Species association analysis

Dr.TomAbout 18 wordsLess than 1 minute

Species Environmental Factor Association Analysis

Correlation

The subjects involved in the study are intricately related to each other, some of which are tight, some of which are loose. There are two ways to express the relation of interrelated things: correlation and regression (functional relation). Correlation is not a definite relation. When the value of one or several things changes, the value of things associated with it (them) will also change, but the change value is not a definite value. Regression relation is a kind of definite relation, through the value of one or several things can get the value of another thing, which is realized by regression equation (functional equation). The status of two variables in correlation is the same, and it is not because the change of one variable leads to the change of the other variable, so correlation does not mean causation. However, regression relationship artificially defines independent variable and dependent variable, which are determined according to the realistic relationship of physical quantities, so regression relationship usually has causation relationship. Based on these differences, in data analysis, the correlation is generally analyzed first, and the functional relationship (regression relationship) between different variables is further determined after the correlation is clear.

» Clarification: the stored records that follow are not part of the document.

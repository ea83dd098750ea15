//! Arrival ranking for one platform.
//!
//! Turns a trip snapshot into the list of trains worth leaving for:
//! soonest first, with anything that would arrive before we could walk
//! to the platform dropped entirely.

use chrono::{DateTime, Utc};
use tracing::warn;

use crate::domain::{StopId, Trip};

/// A train arriving at the watched stop.
///
/// Field order matters: the derived ordering compares minutes first and
/// breaks ties on the route id.
#[derive(Debug, Clone, PartialEq, Eq, PartialOrd, Ord, Hash)]
pub struct Arrival {
    /// Whole minutes until arrival, truncated toward zero.
    pub minutes: i64,

    /// Route the train runs on.
    pub route_id: String,
}

impl Arrival {
    pub fn new(minutes: i64, route_id: impl Into<String>) -> Self {
        Self {
            minutes,
            route_id: route_id.into(),
        }
    }
}

/// Arrivals sorted by (minutes, route id), all reachable on foot.
#[derive(Debug, Clone, Default, PartialEq, Eq)]
pub struct RankedArrivals(Vec<Arrival>);

impl RankedArrivals {
    /// Returns the arrivals as a slice, best first.
    pub fn as_slice(&self) -> &[Arrival] {
        &self.0
    }

    pub fn len(&self) -> usize {
        self.0.len()
    }

    pub fn is_empty(&self) -> bool {
        self.0.is_empty()
    }

    pub fn iter(&self) -> std::slice::Iter<'_, Arrival> {
        self.0.iter()
    }
}

impl<'a> IntoIterator for &'a RankedArrivals {
    type Item = &'a Arrival;
    type IntoIter = std::slice::Iter<'a, Arrival>;

    fn into_iter(self) -> Self::IntoIter {
        self.0.iter()
    }
}

/// Whole minutes from `now` until `instant`, truncated toward zero.
pub fn minutes_until(instant: DateTime<Utc>, now: DateTime<Utc>) -> i64 {
    instant.signed_duration_since(now).num_seconds() / 60
}

/// Rank the trains arriving at `stop`.
///
/// Each trip contributes at most one arrival: its first estimate for
/// `stop` in sequence. Arrivals under `walking_time_mins` are excluded.
/// A trip whose first matching estimate has no arrival instant is
/// skipped without affecting the others.
///
/// Pure: the same inputs always give the same output.
pub fn rank(
    trips: &[Trip],
    stop: &StopId,
    walking_time_mins: i64,
    now: DateTime<Utc>,
) -> RankedArrivals {
    let mut arrivals: Vec<Arrival> = trips
        .iter()
        .filter_map(|trip| {
            let estimate = trip.first_estimate_at(stop)?;
            let Some(instant) = estimate.arrival else {
                warn!(
                    trip_id = %trip.trip_id,
                    stop = %stop,
                    "skipping trip with no arrival time for stop"
                );
                return None;
            };
            Some(Arrival::new(
                minutes_until(instant, now),
                trip.route_id.clone(),
            ))
        })
        .filter(|a| a.minutes >= walking_time_mins)
        .collect();

    arrivals.sort();

    RankedArrivals(arrivals)
}

#[cfg(test)]
mod tests {
    use super::*;
    use crate::domain::StopEstimate;
    use chrono::{Duration, TimeZone};

    fn now() -> DateTime<Utc> {
        Utc.with_ymd_and_hms(2022, 3, 7, 8, 0, 0).unwrap()
    }

    fn stop(s: &str) -> StopId {
        StopId::parse(s).unwrap()
    }

    /// Trip serving each (stop, seconds-from-now) in order.
    fn trip(id: &str, route: &str, stops: &[(&str, i64)]) -> Trip {
        Trip {
            trip_id: id.to_string(),
            route_id: route.to_string(),
            underway: true,
            stops: stops
                .iter()
                .map(|(s, secs)| StopEstimate::new(stop(s), now() + Duration::seconds(*secs)))
                .collect(),
        }
    }

    fn pairs(ranked: &RankedArrivals) -> Vec<(i64, &str)> {
        ranked
            .iter()
            .map(|a| (a.minutes, a.route_id.as_str()))
            .collect()
    }

    #[test]
    fn empty_trip_set_gives_empty_list() {
        let ranked = rank(&[], &stop("R31N"), 2, now());
        assert!(ranked.is_empty());
    }

    #[test]
    fn sorts_by_minutes_then_route() {
        let trips = vec![
            trip("1", "Q", &[("R31N", 9 * 60)]),
            trip("2", "F", &[("R31N", 7 * 60)]),
            trip("3", "N", &[("R31N", 3 * 60 + 30)]),
            trip("4", "D", &[("R31N", 3 * 60)]),
        ];

        let ranked = rank(&trips, &stop("R31N"), 2, now());

        assert_eq!(pairs(&ranked), [(3, "D"), (3, "N"), (7, "F"), (9, "Q")]);
    }

    #[test]
    fn minutes_truncate_toward_zero() {
        assert_eq!(minutes_until(now() + Duration::seconds(119), now()), 1);
        assert_eq!(minutes_until(now() + Duration::seconds(120), now()), 2);
        assert_eq!(minutes_until(now() + Duration::seconds(59), now()), 0);
        assert_eq!(minutes_until(now() - Duration::seconds(59), now()), 0);
        assert_eq!(minutes_until(now() - Duration::seconds(61), now()), -1);
    }

    #[test]
    fn excludes_trains_under_walking_time() {
        let trips = vec![
            trip("soon", "D", &[("R31N", 60)]),
            trip("edge", "N", &[("R31N", 2 * 60)]),
            trip("later", "R", &[("R31N", 5 * 60)]),
        ];

        let ranked = rank(&trips, &stop("R31N"), 2, now());

        assert_eq!(pairs(&ranked), [(2, "N"), (5, "R")]);
    }

    #[test]
    fn single_unreachable_train_gives_empty_list() {
        let trips = vec![trip("soon", "D", &[("R31N", 60)])];
        let ranked = rank(&trips, &stop("R31N"), 2, now());
        assert!(ranked.is_empty());
    }

    #[test]
    fn only_first_matching_stop_counts() {
        // Loops back through R31N; the later repeat is ignored even though
        // the first occurrence is too soon to catch.
        let trips = vec![trip("loop", "D", &[("R31N", 60), ("R32N", 300), ("R31N", 900)])];

        let ranked = rank(&trips, &stop("R31N"), 2, now());

        assert!(ranked.is_empty());
    }

    #[test]
    fn ignores_other_stops() {
        let trips = vec![
            trip("north", "D", &[("R31N", 600)]),
            trip("south", "D", &[("R31S", 300)]),
        ];

        let ranked = rank(&trips, &stop("R31S"), 2, now());

        assert_eq!(pairs(&ranked), [(5, "D")]);
    }

    #[test]
    fn malformed_trip_is_skipped() {
        let mut broken = trip("broken", "F", &[]);
        broken.stops.push(StopEstimate {
            stop_id: stop("R31N"),
            arrival: None,
        });

        let trips = vec![broken, trip("ok", "D", &[("R31N", 420)])];

        let ranked = rank(&trips, &stop("R31N"), 2, now());

        assert_eq!(pairs(&ranked), [(7, "D")]);
    }

    #[test]
    fn zero_walking_time_keeps_trains_at_the_platform() {
        let trips = vec![trip("here", "D", &[("R31N", 30)])];
        let ranked = rank(&trips, &stop("R31N"), 0, now());
        assert_eq!(pairs(&ranked), [(0, "D")]);
    }
}
use clauselens::classify::{ClassifiedClause, RiskTier};
use clauselens::report::{ReportAggregator, ReportError, ReportStatistics};

fn clause(id: u32, label: &str, tier: RiskTier, text: &str) -> ClassifiedClause {
    ClassifiedClause {
        predicted_label_id: Some(id),
        predicted_label_name: label.to_string(),
        tier,
        clause_text: text.to_string(),
    }
}

fn sample_clauses() -> Vec<ClassifiedClause> {
    vec![
        clause(
            41,
            "Termination For Convenience",
            RiskTier::Tier1,
            "Either party may terminate this Agreement upon thirty days notice.",
        ),
        clause(
            33,
            "Payment Terms",
            RiskTier::Tier2,
            "Payment is due within thirty days of invoice.",
        ),
        clause(
            33,
            "Payment Terms",
            RiskTier::Tier2,
            "Late payments accrue interest at two percent monthly.",
        ),
        clause(
            16,
            "Governing Law",
            RiskTier::Tier5,
            "This Agreement is governed by the laws of Delaware.",
        ),
    ]
}

const SUMMARY: &str = "**Overview**\nThe agreement covers services between two parties.\n\nKey Obligations:\n- TERMINATION: either party may exit on thirty days notice\n- PAYMENT: invoices are due within thirty days\nThe remainder of the contract is boilerplate.";

#[test]
fn report_renders_narrative_and_all_five_charts() {
    let dir = tempfile::tempdir().unwrap();
    let summary_path = dir.path().join("summary.txt");
    std::fs::write(&summary_path, SUMMARY).unwrap();

    let aggregator = ReportAggregator::new(dir.path());
    let artifacts = aggregator.build(&sample_clauses(), &summary_path).unwrap();

    assert_eq!(artifacts.chart_paths.len(), 5);
    assert!(artifacts.skipped_charts.is_empty());
    for path in &artifacts.chart_paths {
        assert!(path.exists(), "missing chart artifact {}", path.display());
        let svg = std::fs::read_to_string(path).unwrap();
        assert!(svg.contains("<svg"));
    }

    let html = std::fs::read_to_string(&artifacts.report_path).unwrap();
    assert!(html.contains("Comprehensive Contract Analysis Report"));
    assert!(html.contains("<h2>Overview</h2>"));
    assert!(html.contains("<h2>Key Obligations:</h2>"));
    // Colon-bearing bullet lines render as headings per the narrative rules
    assert!(html.contains("<h2>- TERMINATION: either party may exit on thirty days notice</h2>"));
    assert!(html.contains("<p>The remainder of the contract is boilerplate.</p>"));

    // Charts appear after the narrative, in the fixed order
    let tier_pos = html.find("Clause Distribution by Tier").unwrap();
    let review_pos = html
        .find("Clauses Requiring Expert Review vs Low Risk")
        .unwrap();
    assert!(tier_pos < review_pos);
}

#[test]
fn empty_clause_collection_skips_every_chart_but_keeps_narrative() {
    let dir = tempfile::tempdir().unwrap();
    let summary_path = dir.path().join("summary.txt");
    std::fs::write(&summary_path, SUMMARY).unwrap();

    let aggregator = ReportAggregator::new(dir.path());
    let artifacts = aggregator.build(&[], &summary_path).unwrap();

    assert!(artifacts.chart_paths.is_empty());
    assert_eq!(artifacts.skipped_charts.len(), 5);

    let html = std::fs::read_to_string(&artifacts.report_path).unwrap();
    assert!(html.contains("The remainder of the contract is boilerplate."));
    assert!(!html.contains("<svg"));
}

#[test]
fn missing_summary_is_a_hard_precondition_failure() {
    let dir = tempfile::tempdir().unwrap();
    let aggregator = ReportAggregator::new(dir.path());

    let missing = dir.path().join("no_such_summary.txt");
    let err = aggregator.build(&sample_clauses(), &missing).unwrap_err();
    assert!(matches!(err, ReportError::MissingSummary(_)));
}

#[test]
fn rebuilding_from_same_inputs_is_statistically_identical() {
    let clauses = sample_clauses();
    let a = ReportStatistics::from_clauses(&clauses);
    let b = ReportStatistics::from_clauses(&clauses);

    assert_eq!(a.tier_counts, b.tier_counts);
    assert_eq!(a.tier_counts.values().sum::<usize>(), clauses.len());
    assert_eq!(a.labels_by_frequency(), b.labels_by_frequency());
    assert_eq!(a.contingency, b.contingency);
}
use std::collections::HashMap;
use std::fmt;
use std::path::Path;

use serde::{Deserialize, Serialize};
use thiserror::Error;

use super::labels::LabelCodec;

/// Severity/review-priority bucket for a classified clause.
///
/// Tier 1 is the most review-worthy, tier 5 the least.
#[derive(Debug, Clone, Copy, PartialEq, Eq, PartialOrd, Ord, Hash, Serialize, Deserialize)]
#[serde(into = "u8", try_from = "u8")]
pub enum RiskTier {
    /// Highest severity, always requires expert review
    Tier1,
    /// High severity
    Tier2,
    /// Moderate severity
    Tier3,
    /// Low severity
    Tier4,
    /// Lowest severity, boilerplate and metadata clauses
    Tier5,
}

impl RiskTier {
    /// The numeric tier value (1..=5)
    pub fn as_u8(self) -> u8 {
        match self {
            RiskTier::Tier1 => 1,
            RiskTier::Tier2 => 2,
            RiskTier::Tier3 => 3,
            RiskTier::Tier4 => 4,
            RiskTier::Tier5 => 5,
        }
    }

    /// Whether clauses of this tier belong in the "Requires Review" split
    pub fn requires_review(self) -> bool {
        self.as_u8() <= 2
    }
}

impl From<RiskTier> for u8 {
    fn from(tier: RiskTier) -> u8 {
        tier.as_u8()
    }
}

impl TryFrom<u8> for RiskTier {
    type Error = String;

    fn try_from(value: u8) -> Result<Self, Self::Error> {
        match value {
            1 => Ok(RiskTier::Tier1),
            2 => Ok(RiskTier::Tier2),
            3 => Ok(RiskTier::Tier3),
            4 => Ok(RiskTier::Tier4),
            5 => Ok(RiskTier::Tier5),
            other => Err(format!("tier out of range: {}", other)),
        }
    }
}

impl fmt::Display for RiskTier {
    fn fmt(&self, f: &mut fmt::Formatter<'_>) -> fmt::Result {
        write!(f, "Tier {}", self.as_u8())
    }
}

/// Errors that can occur when loading a tier table
#[derive(Error, Debug)]
pub enum TierTableError {
    /// Error reading the table file
    #[error("Tier table read error: {0}")]
    ReadError(#[from] std::io::Error),

    /// Error parsing the table
    #[error("Tier table parse error: {0}")]
    ParseError(#[from] serde_json::Error),
}

/// Versioned mapping from clause labels to risk tiers.
///
/// The table is a configuration artifact, keyed by label name so it survives
/// a model retrain that reshuffles integer ids. Resolution is total: a label
/// or id with no explicit entry resolves to the documented default tier
/// (tier 5, low risk) rather than failing.
#[derive(Debug, Clone, Serialize, Deserialize)]
pub struct TierTable {
    /// Version of the tier assignment, bumped whenever the mapping is re-tuned
    pub version: String,
    /// Tier used for labels without an explicit entry
    pub default_tier: RiskTier,
    /// Explicit label-name to tier entries
    pub tiers: HashMap<String, RiskTier>,
}

/// The tier table shipped with the crate, tuned against the deployed
/// classifier model.
const EMBEDDED_TABLE: &str = include_str!("label_tiers.json");

impl TierTable {
    /// The embedded tier table.
    pub fn embedded() -> Self {
        // The embedded artifact is validated by unit test; a parse failure
        // here is a broken build, not a runtime condition.
        serde_json::from_str(EMBEDDED_TABLE).expect("embedded tier table is valid")
    }

    /// Load a tier table from an external JSON file, for auditing or
    /// re-tuning the mapping without a recompile.
    pub fn from_path(path: &Path) -> Result<Self, TierTableError> {
        let raw = std::fs::read_to_string(path)?;
        Ok(serde_json::from_str(&raw)?)
    }

    /// Resolve the tier for a label name.
    pub fn tier_for_name(&self, name: &str) -> RiskTier {
        self.tiers.get(name).copied().unwrap_or(self.default_tier)
    }

    /// Resolve the tier for a label id produced by the classifier.
    ///
    /// Ids outside the codec's domain resolve to the default tier.
    pub fn tier_for_id(&self, codec: &LabelCodec, id: u32) -> RiskTier {
        match codec.decode(id) {
            Ok(name) => self.tier_for_name(name),
            Err(_) => self.default_tier,
        }
    }
}

impl Default for TierTable {
    fn default() -> Self {
        Self::embedded()
    }
}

In actual studies, correlation calculation is usually based on sample data obtained in experiments. When it is necessary to extend this sample data to the population (whether a difference in the population is caused by the variation of relevant data), statistical inference is required.

Sample: A portion of the population, usually represented as an experimental sample, is the data available
Population: All sample data, often hard to come by

Correlation classification

Correlation can be classified differently from different perspectives. First of all, it is divided according to the strength of correlation: complete correlation, weak correlation and no correlation. It can also be classified in the direction of correlation: positive correlation and negative correlation. The above two categories are the most commonly used. In addition, there are two categories that need to be highlighted.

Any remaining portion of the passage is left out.